Each line in the listing below that contains "location" should be returned.

DATA EXTRACTS |
■ ■ ■

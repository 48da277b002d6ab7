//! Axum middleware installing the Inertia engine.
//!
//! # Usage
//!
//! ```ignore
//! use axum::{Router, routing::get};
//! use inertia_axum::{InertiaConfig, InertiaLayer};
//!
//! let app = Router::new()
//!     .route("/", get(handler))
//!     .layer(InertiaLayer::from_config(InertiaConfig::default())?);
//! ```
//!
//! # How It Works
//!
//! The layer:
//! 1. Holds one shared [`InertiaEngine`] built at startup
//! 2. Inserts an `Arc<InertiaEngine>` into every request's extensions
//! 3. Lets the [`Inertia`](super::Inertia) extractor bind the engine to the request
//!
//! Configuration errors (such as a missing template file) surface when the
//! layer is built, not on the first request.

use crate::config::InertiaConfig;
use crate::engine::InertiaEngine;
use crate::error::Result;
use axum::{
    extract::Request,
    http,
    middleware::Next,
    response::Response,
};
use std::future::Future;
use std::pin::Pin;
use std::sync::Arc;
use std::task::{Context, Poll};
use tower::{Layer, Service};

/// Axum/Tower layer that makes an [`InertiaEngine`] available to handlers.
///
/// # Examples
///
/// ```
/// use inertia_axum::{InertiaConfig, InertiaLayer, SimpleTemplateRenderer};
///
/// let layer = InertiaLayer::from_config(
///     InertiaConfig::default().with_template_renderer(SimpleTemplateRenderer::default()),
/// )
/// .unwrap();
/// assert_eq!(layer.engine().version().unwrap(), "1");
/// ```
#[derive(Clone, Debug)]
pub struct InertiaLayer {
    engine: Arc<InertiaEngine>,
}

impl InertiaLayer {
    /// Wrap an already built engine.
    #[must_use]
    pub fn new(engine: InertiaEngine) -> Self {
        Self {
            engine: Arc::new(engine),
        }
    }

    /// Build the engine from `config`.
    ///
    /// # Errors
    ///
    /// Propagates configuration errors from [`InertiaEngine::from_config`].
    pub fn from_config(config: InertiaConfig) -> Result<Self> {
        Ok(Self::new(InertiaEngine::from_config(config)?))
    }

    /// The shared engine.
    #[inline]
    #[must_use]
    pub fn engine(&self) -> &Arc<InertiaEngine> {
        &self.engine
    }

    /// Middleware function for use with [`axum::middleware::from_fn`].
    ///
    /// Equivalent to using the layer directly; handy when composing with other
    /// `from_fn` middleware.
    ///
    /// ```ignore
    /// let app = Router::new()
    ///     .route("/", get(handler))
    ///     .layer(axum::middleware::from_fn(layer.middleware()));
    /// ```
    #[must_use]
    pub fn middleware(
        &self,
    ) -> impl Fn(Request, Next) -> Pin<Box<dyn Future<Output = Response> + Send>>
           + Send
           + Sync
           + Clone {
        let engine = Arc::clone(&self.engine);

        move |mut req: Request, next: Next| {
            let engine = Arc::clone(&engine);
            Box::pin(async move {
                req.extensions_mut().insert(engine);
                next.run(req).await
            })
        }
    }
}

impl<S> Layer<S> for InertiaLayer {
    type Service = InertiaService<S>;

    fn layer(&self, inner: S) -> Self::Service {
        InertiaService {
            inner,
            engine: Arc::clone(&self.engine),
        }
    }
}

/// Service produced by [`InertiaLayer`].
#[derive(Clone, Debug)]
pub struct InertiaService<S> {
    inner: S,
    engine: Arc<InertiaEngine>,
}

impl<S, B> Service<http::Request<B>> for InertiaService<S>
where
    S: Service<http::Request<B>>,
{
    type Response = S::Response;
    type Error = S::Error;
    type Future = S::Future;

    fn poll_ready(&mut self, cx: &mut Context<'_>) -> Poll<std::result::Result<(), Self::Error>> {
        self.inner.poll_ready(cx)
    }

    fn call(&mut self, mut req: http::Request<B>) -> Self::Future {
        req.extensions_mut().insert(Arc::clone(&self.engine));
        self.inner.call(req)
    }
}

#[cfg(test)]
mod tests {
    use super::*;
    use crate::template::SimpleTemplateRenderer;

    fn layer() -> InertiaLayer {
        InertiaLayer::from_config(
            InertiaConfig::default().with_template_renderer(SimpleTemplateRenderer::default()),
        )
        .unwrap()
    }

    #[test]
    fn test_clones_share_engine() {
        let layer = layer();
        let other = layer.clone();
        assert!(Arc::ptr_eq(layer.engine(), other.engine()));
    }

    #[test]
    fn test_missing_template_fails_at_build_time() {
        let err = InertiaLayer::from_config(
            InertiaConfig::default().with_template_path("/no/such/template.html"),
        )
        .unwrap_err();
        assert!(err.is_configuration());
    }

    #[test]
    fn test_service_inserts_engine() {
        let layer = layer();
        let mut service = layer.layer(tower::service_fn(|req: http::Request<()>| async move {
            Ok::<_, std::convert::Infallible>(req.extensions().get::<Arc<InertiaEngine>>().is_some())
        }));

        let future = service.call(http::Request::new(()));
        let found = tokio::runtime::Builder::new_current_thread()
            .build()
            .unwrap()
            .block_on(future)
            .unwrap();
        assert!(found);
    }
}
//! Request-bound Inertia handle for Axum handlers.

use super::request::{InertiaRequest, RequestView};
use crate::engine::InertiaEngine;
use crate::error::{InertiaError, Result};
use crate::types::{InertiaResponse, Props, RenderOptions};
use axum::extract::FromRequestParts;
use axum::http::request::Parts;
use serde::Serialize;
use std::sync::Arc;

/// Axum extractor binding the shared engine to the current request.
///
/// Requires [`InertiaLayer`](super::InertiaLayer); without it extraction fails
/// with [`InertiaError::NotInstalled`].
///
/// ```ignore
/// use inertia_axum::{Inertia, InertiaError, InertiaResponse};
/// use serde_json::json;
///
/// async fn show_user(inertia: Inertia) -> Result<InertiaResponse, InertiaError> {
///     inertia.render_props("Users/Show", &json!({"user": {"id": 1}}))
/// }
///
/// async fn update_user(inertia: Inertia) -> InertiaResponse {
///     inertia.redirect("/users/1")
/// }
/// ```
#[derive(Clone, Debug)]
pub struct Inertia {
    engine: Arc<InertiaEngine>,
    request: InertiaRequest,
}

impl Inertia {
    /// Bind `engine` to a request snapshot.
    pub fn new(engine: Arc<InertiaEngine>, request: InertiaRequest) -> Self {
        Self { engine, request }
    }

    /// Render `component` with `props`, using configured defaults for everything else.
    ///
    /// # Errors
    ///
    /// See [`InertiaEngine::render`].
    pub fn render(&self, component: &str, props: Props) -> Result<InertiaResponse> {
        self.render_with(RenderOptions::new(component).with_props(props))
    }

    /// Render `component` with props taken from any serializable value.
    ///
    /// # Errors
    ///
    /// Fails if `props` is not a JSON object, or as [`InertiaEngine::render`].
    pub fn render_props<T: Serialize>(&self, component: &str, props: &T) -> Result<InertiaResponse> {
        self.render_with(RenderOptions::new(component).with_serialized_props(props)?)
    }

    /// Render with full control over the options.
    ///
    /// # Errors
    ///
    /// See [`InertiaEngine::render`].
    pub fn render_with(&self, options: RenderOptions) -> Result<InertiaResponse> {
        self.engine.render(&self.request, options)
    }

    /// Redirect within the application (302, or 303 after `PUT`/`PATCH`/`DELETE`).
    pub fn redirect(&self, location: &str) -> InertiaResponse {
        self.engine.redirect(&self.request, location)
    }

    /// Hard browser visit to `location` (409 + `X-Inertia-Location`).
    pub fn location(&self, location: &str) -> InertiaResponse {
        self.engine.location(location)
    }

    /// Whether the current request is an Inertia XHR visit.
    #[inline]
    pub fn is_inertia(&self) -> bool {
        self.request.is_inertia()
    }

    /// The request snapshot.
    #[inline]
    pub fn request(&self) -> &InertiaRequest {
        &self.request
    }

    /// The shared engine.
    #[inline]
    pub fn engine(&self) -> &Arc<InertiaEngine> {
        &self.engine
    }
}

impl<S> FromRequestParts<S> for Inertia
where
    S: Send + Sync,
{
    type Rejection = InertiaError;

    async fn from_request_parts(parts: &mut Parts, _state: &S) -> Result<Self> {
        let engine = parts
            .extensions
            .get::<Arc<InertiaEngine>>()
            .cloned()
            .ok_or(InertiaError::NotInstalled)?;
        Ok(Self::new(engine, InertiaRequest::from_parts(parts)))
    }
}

■ ■ ■

SOLUTION |
    pub fn redirect(&self, location: &str) -> InertiaResponse {
        self.engine.redirect(&self.request, location)
    /// Hard browser visit to `location` (409 + `X-Inertia-Location`).
    pub fn location(&self, location: &str) -> InertiaResponse {
        self.engine.location(location)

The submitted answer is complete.